Colombia está perdiendo el control. La autoridad desaparece y la ilegalidad se presenta como si fuera un derecho. El orden dejó de ser un mandato esencial del Estado para convertirse en una simple opción.
Colombia se ha entregado a la violencia: ataques a la Fuerza Pública, ocupaciones ilegales, destrucción de bienes públicos —pagados con nuestros impuestos— y privados, además de bloqueos de vías. La ley es clara: bloquear una vía en Colombia no es un derecho, es un delito.
Esta anarquía no es espontánea. Es el resultado directo de un discurso oficial que ha alimentado la confusión y sembrado desconfianza en quienes deben protegernos. El presidente Gustavo Petro tiene una responsabilidad ineludible: su narrativa ha deslegitimado a quienes visten el uniforme y ha alentado la idea de que ser insurgente, incluso armado, es legítimo. El mensaje es devastador: el caos tiene permiso presidencial. Y esa permisividad ya tiene un costo altísimo. Colfecar, el gremio de transportadores, reporta que en lo corrido del 2025 se han registrado 700 bloqueos, equivalentes a 455 días de pérdida de productividad y a 1,9 billones de pesos en pérdidas económicas.

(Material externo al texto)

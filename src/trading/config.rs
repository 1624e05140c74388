//! Trading configuration.

use rust_decimal::Decimal;
use rust_decimal_macros::dec;
use serde::{Deserialize, Serialize};

use crate::error::{BotError, BotResult};

/// Immutable per-symbol trading configuration.
///
/// Loaded once at startup and handed to the pricing engine at construction;
/// nothing reads it as ambient global state.
#[derive(Debug, Clone, Serialize, Deserialize)]
pub struct TradeConfig {
    /// Margin asset, e.g. "USDT"
    pub quote_currency: String,

    /// Futures symbol, e.g. "BTCUSDT"
    pub symbol: String,

    /// Position leverage multiplier
    pub leverage: u32,

    /// Base TP/SL band as a fraction of margin (scaled down by leverage for price)
    pub tp_sl_rate: Decimal,

    /// Order quantity before any martingale doubling
    pub initial_quantity: Decimal,

    /// Taker fee as a fraction of notional, per fill
    pub fee_rate: Decimal,

    /// Minimum price increment for the symbol
    pub price_tick: Decimal,

    /// Minimum quantity increment for the symbol
    pub lot_step: Decimal,
}

impl Default for TradeConfig {
    fn default() -> Self {
        Self {
            quote_currency: "USDT".to_string(),
            symbol: "BTCUSDT".to_string(),
            leverage: 10,
            tp_sl_rate: dec!(0.3), // 30% of margin -> 3% price move at 10x
            initial_quantity: dec!(0.001),
            fee_rate: dec!(0.0004), // 0.04% taker fee
            price_tick: dec!(0.1),
            lot_step: dec!(0.001),
        }
    }
}

impl TradeConfig {
    /// Check every parameter the pricing math divides or scales by.
    pub fn validate(&self) -> BotResult<()> {
        if self.symbol.is_empty() {
            return Err(BotError::Config("symbol must not be empty".to_string()));
        }
        if self.quote_currency.is_empty() {
            return Err(BotError::Config(
                "quote currency must not be empty".to_string(),
            ));
        }
        if self.leverage == 0 {
            return Err(BotError::InvalidInput(
                "leverage must be positive".to_string(),
            ));
        }
        if self.initial_quantity <= Decimal::ZERO {
            return Err(BotError::InvalidInput(
                "initial quantity must be positive".to_string(),
            ));
        }
        if self.tp_sl_rate <= Decimal::ZERO {
            return Err(BotError::InvalidInput(
                "TP/SL rate must be positive".to_string(),
            ));
        }
        if self.fee_rate < Decimal::ZERO {
            return Err(BotError::InvalidInput(
                "fee rate must not be negative".to_string(),
            ));
        }
        if self.price_tick <= Decimal::ZERO {
            return Err(BotError::InvalidInput(
                "price tick must be positive".to_string(),
            ));
        }
        if self.lot_step <= Decimal::ZERO {
            return Err(BotError::InvalidInput(
                "lot step must be positive".to_string(),
            ));
        }
        Ok(())
    }
}
//! Text/graphics mode switching through VBE.

use alloc::vec::Vec;

use prism_abi::geometry::{SCREEN_HEIGHT, SCREEN_WIDTH};
use prism_abi::pixel::PixelFormat;
use prism_abi::vbe::{
    RealRegisters, VBE_CONTROLLER_INFO_SIZE, VBE_GET_CONTROLLER_INFO, VBE_GET_CURRENT_MODE,
    VBE_GET_MODE_INFO, VBE_MAX_MODES, VBE_MODE_INFO_SIZE, VBE_MODE_LINEAR_FRAMEBUFFER,
    VBE_MODE_LIST_END, VBE_SET_MODE, VGA_LEGACY_MODE_MAX, VbeControllerInfo, VbeModeInfo,
};
use prism_abi::video::{DisplayMode, VideoError, VideoResult};
use prism_lib::{klog_debug, klog_info, klog_warn};

use crate::framebuffer::LinearFramebuffer;
use crate::hardware::DisplayHardware;

/// Mode number bits that carry flags rather than the mode itself.
const MODE_NUMBER_MASK: u16 = 0x3FFF;

/// Owns the adapter's mode state and, while in video mode, the mapping of
/// its framebuffer.
pub struct ModeController<H> {
    hardware: H,
    mode: DisplayMode,
    original_mode: Option<u16>,
    active_mode: Option<u16>,
    framebuffer: Option<LinearFramebuffer>,
}

impl<H: DisplayHardware> ModeController<H> {
    /// No hardware is touched until a mode switch is requested.
    pub const fn new(hardware: H) -> Self {
        Self {
            hardware,
            mode: DisplayMode::Text,
            original_mode: None,
            active_mode: None,
            framebuffer: None,
        }
    }

    #[inline]
    pub fn display_mode(&self) -> DisplayMode {
        self.mode
    }

    /// Mode that was active before the first switch to video.
    #[inline]
    pub fn original_mode(&self) -> Option<u16> {
        self.original_mode
    }

    /// The negotiated VBE mode while in video mode.
    #[inline]
    pub fn active_mode(&self) -> Option<u16> {
        self.active_mode
    }

    #[inline]
    pub fn framebuffer(&self) -> Option<&LinearFramebuffer> {
        self.framebuffer.as_ref()
    }

    #[inline]
    pub fn framebuffer_mut(&mut self) -> Option<&mut LinearFramebuffer> {
        self.framebuffer.as_mut()
    }

    #[inline]
    pub fn hardware(&self) -> &H {
        &self.hardware
    }

    /// Run one VBE function and check the status it leaves in `AX`.
    fn vbe_call(&mut self, regs: &mut RealRegisters, transfer: &mut [u8]) -> VideoResult {
        let function = regs.ax;
        self.hardware.int10(regs, transfer)?;
        if !regs.vbe_succeeded() {
            return Err(VideoError::BiosCallFailed {
                function,
                status: regs.ax,
            });
        }
        Ok(())
    }

    pub fn controller_info(&mut self) -> VideoResult<VbeControllerInfo> {
        let mut block = [0u8; VBE_CONTROLLER_INFO_SIZE];
        block[0..4].copy_from_slice(&VbeControllerInfo::REQUEST_SIGNATURE);
        let mut regs = RealRegisters::vbe(VBE_GET_CONTROLLER_INFO);
        self.vbe_call(&mut regs, &mut block)?;
        VbeControllerInfo::parse(&block).ok_or(VideoError::InvalidControllerInfo)
    }

    /// Mode numbers the adapter advertises, up to the list terminator.
    pub fn mode_list(&mut self, info: &VbeControllerInfo) -> VideoResult<Vec<u16>> {
        let mut raw = [0u8; VBE_MAX_MODES * 2];
        self.hardware.read_real_memory(
            info.mode_list.segment,
            info.mode_list.offset,
            &mut raw,
        )?;
        Ok(raw
            .chunks_exact(2)
            .map(|pair| u16::from_le_bytes([pair[0], pair[1]]))
            .take_while(|&mode| mode != VBE_MODE_LIST_END)
            .collect())
    }

    pub fn mode_info(&mut self, mode: u16) -> VideoResult<VbeModeInfo> {
        let mut block = [0u8; VBE_MODE_INFO_SIZE];
        let mut regs = RealRegisters::vbe(VBE_GET_MODE_INFO);
        regs.cx = mode;
        self.vbe_call(&mut regs, &mut block)?;
        VbeModeInfo::parse(&block).ok_or(VideoError::BiosCallFailed {
            function: VBE_GET_MODE_INFO,
            status: regs.ax,
        })
    }

    /// Best mode at the screen resolution: linear, direct colour, 24 or
    /// 32 bits per pixel, preferring 32.
    pub fn find_mode(&mut self, modes: &[u16]) -> VideoResult<(u16, VbeModeInfo)> {
        let mut best: Option<(u16, VbeModeInfo)> = None;
        for &number in modes {
            let info = match self.mode_info(number) {
                Ok(info) => info,
                Err(err) => {
                    klog_debug!("video: mode 0x{:x} skipped: {:?}", number, err);
                    continue;
                }
            };
            if !info.is_linear_graphics()
                || info.width as i32 != SCREEN_WIDTH
                || info.height as i32 != SCREEN_HEIGHT
                || PixelFormat::from_bpp(info.bits_per_pixel).is_none()
            {
                continue;
            }
            let better = match best {
                Some((_, current)) => info.bits_per_pixel > current.bits_per_pixel,
                None => true,
            };
            if better {
                best = Some((number, info));
            }
        }
        best.ok_or(VideoError::ModeUnavailable)
    }

    pub fn current_mode(&mut self) -> VideoResult<u16> {
        let mut regs = RealRegisters::vbe(VBE_GET_CURRENT_MODE);
        self.vbe_call(&mut regs, &mut [])?;
        Ok(regs.bx & MODE_NUMBER_MASK)
    }

    /// Set `mode`, using the legacy BIOS call for VGA mode numbers.
    fn set_mode(&mut self, mode: u16) -> VideoResult {
        if mode & MODE_NUMBER_MASK <= VGA_LEGACY_MODE_MAX {
            // AH=00h, AL=mode. The legacy call reports no status.
            let mut regs = RealRegisters::vbe(mode & VGA_LEGACY_MODE_MAX);
            return self.hardware.int10(&mut regs, &mut []);
        }
        let mut regs = RealRegisters::vbe(VBE_SET_MODE);
        regs.bx = mode;
        self.vbe_call(&mut regs, &mut [])
    }

    /// Switch to the screen-sized linear graphics mode.
    ///
    /// State is committed only after every step has succeeded; on error the
    /// controller is still in text mode with nothing mapped.
    pub fn enter_video_mode(&mut self) -> VideoResult {
        if self.mode == DisplayMode::Video {
            return Ok(());
        }

        let info = self.controller_info()?;
        let modes = self.mode_list(&info)?;
        let (number, mode) = self.find_mode(&modes)?;
        let format =
            PixelFormat::from_bpp(mode.bits_per_pixel).ok_or(VideoError::ModeUnavailable)?;

        let original = match self.original_mode {
            Some(original) => original,
            None => self.current_mode()?,
        };

        let size = mode.buffer_size();
        let base = self.hardware.map_framebuffer(mode.framebuffer as u64, size)?;
        // SAFETY: `map_framebuffer` returned a writable mapping of `size` bytes
        // that stays valid until `unmap_framebuffer`.
        let framebuffer = unsafe {
            LinearFramebuffer::new(
                base,
                size,
                mode.pitch as usize,
                mode.width as i32,
                mode.height as i32,
                format,
            )
        };
        let Some(framebuffer) = framebuffer else {
            self.hardware.unmap_framebuffer(base, size);
            return Err(VideoError::MappingFailed);
        };

        if let Err(err) = self.set_mode(number | VBE_MODE_LINEAR_FRAMEBUFFER) {
            self.hardware.unmap_framebuffer(base, size);
            return Err(err);
        }

        self.original_mode = Some(original);
        self.active_mode = Some(number);
        self.framebuffer = Some(framebuffer);
        self.mode = DisplayMode::Video;
        klog_info!(
            "video: mode 0x{:x} {}x{} {}bpp pitch {} at 0x{:x}",
            number,
            mode.width,
            mode.height,
            mode.bits_per_pixel,
            mode.pitch,
            mode.framebuffer
        );
        Ok(())
    }

    /// Restore the mode that was active before video mode. Never fails;
    /// bridge errors are logged.
    pub fn enter_text_mode(&mut self) {
        if let Some(framebuffer) = self.framebuffer.take() {
            self.hardware
                .unmap_framebuffer(framebuffer.base(), framebuffer.size());
        }

        match self.original_mode {
            Some(original) => {
                if let Err(err) = self.set_mode(original) {
                    klog_warn!("video: restoring mode 0x{:x} failed: {:?}", original, err);
                }
            }
            None => match self.current_mode() {
                Ok(current) => self.original_mode = Some(current),
                Err(err) => klog_warn!("video: querying current mode failed: {:?}", err),
            },
        }

        self.active_mode = None;
        self.mode = DisplayMode::Text;
    }
}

Lo ocurrido en Bogotá esta semana lo confirma. El vandalismo contra la Fuerza Pública no fue una protesta pacífica, fue una acción planificada por el Congreso de los Pueblos, señalado desde hace años como brazo político del ELN. Atacar la capital con bombas, flechas y piedras no es activismo: es terrorismo urbano. Pero la impunidad es total. Nadie ha sido judicializado. Y mientras los violentos atacan con arsenal, la Fuerza Pública tiene las manos atadas, impedida de responder con la fuerza legítima que la Constitución le confiere.
A esta rendición institucional han contribuido organismos que deberían estar del lado de la ley. La Defensoría del Pueblo, que en otros frentes ha cumplido una labor importante, cometió en este caso un error inexcusable al desautorizar la alerta del ministro del Interior sobre la infiltración criminal. En lugar de respaldar la seguridad nacional, terminó validando al Congreso de los Pueblos. Y los hechos del viernes confirmaron que el ministro tenía razón: detrás de las pancartas hay estructuras criminales que manipulan el lenguaje de los derechos humanos para disfrazar su violencia.
A nivel internacional, la situación es igual de grave. Buena parte de los representantes de la ONU en Colombia operan con un sesgo ideológico de extrema izquierda. Su defensa de los derechos humanos es selectiva: rápidos para criticar al Estado, silenciosos frente a los ataques a la Fuerza Pública. Y lo más peligroso: su relativización de los bloqueos de vías, que es un atentado directo contra la economía y la seguridad del país. Esa actitud erosiona la confianza en nuestras instituciones y fortalece la narrativa de que la violencia es resistencia legítima.
El espejo más doloroso de esta crisis es la Universidad Nacional. La anarquía y la politización regresaron para quedarse. Esto empezó hace más de un año, cuando el Consejo Superior eligió legalmente como rector a José Ismael Peña, con el voto de la entonces ministra de Educación. Pero, por orden directa de Petro, se desconoció esa decisión porque no era su candidato y se impuso de manera ilegal a Leopoldo Múnera, pese a que la elección de Peña fue ratificada por el Consejo de Estado.
Hoy la Nacional está en manos de una llamada “Constituyente Universitaria” que politiza cada rincón, fortalece sindicatos y permite ocupaciones ilegales. Allí, debido al desgobierno de Múnera, se impone la campaña del Pacto Histórico, los jueves son de pedrea obligatoria y los grupos armados circulan a sus anchas. La universidad más importante del país se ha convertido en tierra de nadie.
En Bogotá, el alcalde Carlos Fernando Galán debe actuar con firmeza. Lo que está pasando exige que se derogue el protocolo actual de las protestas y se construya uno nuevo donde la autoridad y el orden sean la sombrilla. Lo que estamos viendo no es un tema de gestores de convivencia. Son grupos narcoterroristas actuando en la ciudad, y como tal la respuesta no puede ser la misma que ante una protesta pacífica.
Lo que viene de aquí a las elecciones será muy difícil. Por eso Galán y las autoridades tienen que perder el miedo y hacer lo que corresponde: proteger la ciudad y garantizar la autoridad del Estado en la capital.
De lo contrario, Bogotá quedará a merced de los violentos.